Celle que les médias ont essayé d’instrumentaliser en la présentant un peu abusivement comme « la féministe du Vatican », responsable un temps du supplément hebdomadaire de l’OR consacré aux femmes, nous remet en mémoire quatre discours fondamentaux pour comprendre le pontificat, prononcés entre le 24 février et le 24 avril 2005.

Le pont de Ratzinger entre la foi et le monde

Il Sismografo, 17 avril 2021
(Lucetta Scaraffia – « Quotidiano Nazionale »)
Ma traduction

Le Pape émérite a 94 ans: c’est la plus grande longévité de l’histoire pour un Pape. Dans sa dénonciation du relativisme, un magistère durable pour l’Église.

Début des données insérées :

use std::fmt::Write as _;

use http::{HeaderName, HeaderValue, Request as HttpRequest, Response as HttpResponse, StatusCode};

use crate::error::{Error, IcapResult};

pub fn http_version_str(v: http::Version) -> &'static str {
    match v {
        http::Version::HTTP_09 => "HTTP/0.9",
        http::Version::HTTP_10 => "HTTP/1.0",
        _ => "HTTP/1.1",
    }
}

fn parse_http_version(s: &str) -> http::Version {
    match s {
        "HTTP/0.9" => http::Version::HTTP_09,
        "HTTP/1.0" => http::Version::HTTP_10,
        _ => http::Version::HTTP_11,
    }
}

fn write_head_headers(out: &mut String, headers: &http::HeaderMap) {
    for (name, value) in headers.iter() {
        let _ = write!(
            out,
            "{}: {}\r\n",
            name.as_str(),
            value.to_str().unwrap_or_default()
        );
    }
    out.push_str("\r\n");
}

/// Serialize an HTTP request head for embedding into ICAP.
pub fn serialize_http_request_head<B>(req: &HttpRequest<B>) -> Vec<u8> {
    let mut out = String::new();
    let _ = write!(
        out,
        "{} {} {}\r\n",
        req.method(),
        req.uri(),
        http_version_str(req.version())
    );
    write_head_headers(&mut out, req.headers());
    out.into_bytes()
}

/// Serialize an HTTP response head for embedding into ICAP.
pub fn serialize_http_response_head<B>(resp: &HttpResponse<B>) -> Vec<u8> {
    let mut out = String::new();
    let code: StatusCode = resp.status();
    let _ = write!(
        out,
        "{} {} {}\r\n",
        http_version_str(resp.version()),
        code.as_u16(),
        code.canonical_reason().unwrap_or("")
    );
    write_head_headers(&mut out, resp.headers());
    out.into_bytes()
}

/// Split an embedded header block into its start line and header lines.
fn split_head(raw: &[u8]) -> IcapResult<(&str, impl Iterator<Item = &str>)> {
    let text = std::str::from_utf8(raw)
        .map_err(|_| Error::http_parse("embedded HTTP head is not UTF-8"))?;
    let mut lines = text.split("\r\n").flat_map(|l| l.split('\n'));
    let start = lines
        .next()
        .filter(|l| !l.trim().is_empty())
        .ok_or_else(|| Error::http_parse("embedded HTTP head is empty"))?;
    Ok((start, lines.take_while(|l| !l.is_empty())))
}

fn fill_headers<'a>(
    map: &mut http::HeaderMap,
    lines: impl Iterator<Item = &'a str>,
) -> IcapResult<()> {
    for line in lines {
        let Some((name, value)) = line.split_once(':') else {
            continue;
        };
        let name = HeaderName::from_bytes(name.trim().as_bytes())
            .map_err(|e| Error::http_parse(format!("header name {name:?}: {e}")))?;
        let value = HeaderValue::from_str(value.trim())
            .map_err(|e| Error::http_parse(format!("header value for {name}: {e}")))?;
        map.append(name, value);
    }
    Ok(())
}

/// Decode an embedded `req-hdr` block.
pub fn parse_http_request_head(raw: &[u8]) -> IcapResult<HttpRequest<()>> {
    let (start, lines) = split_head(raw)?;
    let mut p = start.split_whitespace();
    let (Some(method), Some(uri)) = (p.next(), p.next()) else {
        return Err(Error::http_parse(format!("bad request line: {start:?}")));
    };
    let version = parse_http_version(p.next().unwrap_or("HTTP/1.1"));

    let mut req = HttpRequest::builder()
        .method(method)
        .uri(uri)
        .version(version)
        .body(())
        .map_err(|e| Error::http_parse(format!("build http::Request: {e}")))?;
    fill_headers(req.headers_mut(), lines)?;
    Ok(req)
}

/// Decode an embedded `res-hdr` block.
pub fn parse_http_response_head(raw: &[u8]) -> IcapResult<HttpResponse<()>> {
    let (start, lines) = split_head(raw)?;
    let mut p = start.split_whitespace();
    let version = p.next().unwrap_or_default();
    if !version.starts_with("HTTP/") {
        return Err(Error::http_parse(format!("bad status line: {start:?}")));
    }
    let code = p
        .next()
        .and_then(|c| c.parse::<u16>().ok())
        .and_then(|c| StatusCode::from_u16(c).ok())
        .ok_or_else(|| Error::http_parse(format!("bad status code in {start:?}")))?;

    let mut resp = HttpResponse::builder()
        .status(code)
        .version(parse_http_version(version))
        .body(())
        .map_err(|e| Error::http_parse(format!("build http::Response: {e}")))?;
    fill_headers(resp.headers_mut(), lines)?;
    Ok(resp)
}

Benoît XVI nous surprend une fois de plus, lui qui avait quitté la papauté parce qu’il se sentait trop vieux: à 94 ans, il est devenu le pape ayant vécu le plus longtemps dans l’histoire, bien qu’il soit « émérite ». C’est lui qui, à première vue, semble avoir été le pontife le moins aimé de cette époque, celui qui a reçu le moins de consensus de la part des médias, qui pour finir l’ont toujours qualifié de conservateur, voire de réactionnaire, même au prix d’une mauvaise écoute de ses paroles. C’est plutôt vers Ratzinger, vers ses livres et ses homélies qu’il faut se tourner si l’on veut une évaluation sérieuse et globale du rapport entre l’Église et le climat du monde contemporain, si l’on veut comprendre qui nous sommes et où nous allons. Surtout dans quatre grands discours concentrés entre le 24 février et le 24 avril 2005 – pour la mort de Giussani (1), aux funérailles de Woityla (2), pendant la Missa pro eligendo romano pontifice (3) avant le début du conclave, et l’homélie pour le début du pontificat (4) – il a réussi en quelques phrases à synthétiser son regard critique et son programme adressé à une Eglise en crise profonde.

Aux nombreux catholiques qui confondent souvent foi et volontariat, il a rappelé (obsèques de don Giussiani):

A ce rythme, en remplaçant la foi par le moralisme, le croire par le faire, on tombe dans les particularismes, on perd surtout les critères et les orientations, et à la fin on ne construit pas, mais on divise.

Un moralisme qui sévit aujourd’hui dans nos sociétés, aussi sous la forme du politiquement correct, qui cherche à nous faire sentir justes « à bon marché », sans recourir à la référence d’une foi. Ainsi, la bonté devient souvent une forme d’activisme, consistant à faire quelque chose pour les autres sans aborder le problème sous-jacent qui est caché et auquel seul le christianisme apporte une réponse, à savoir trouver et donner un sens et un but à la souffrance.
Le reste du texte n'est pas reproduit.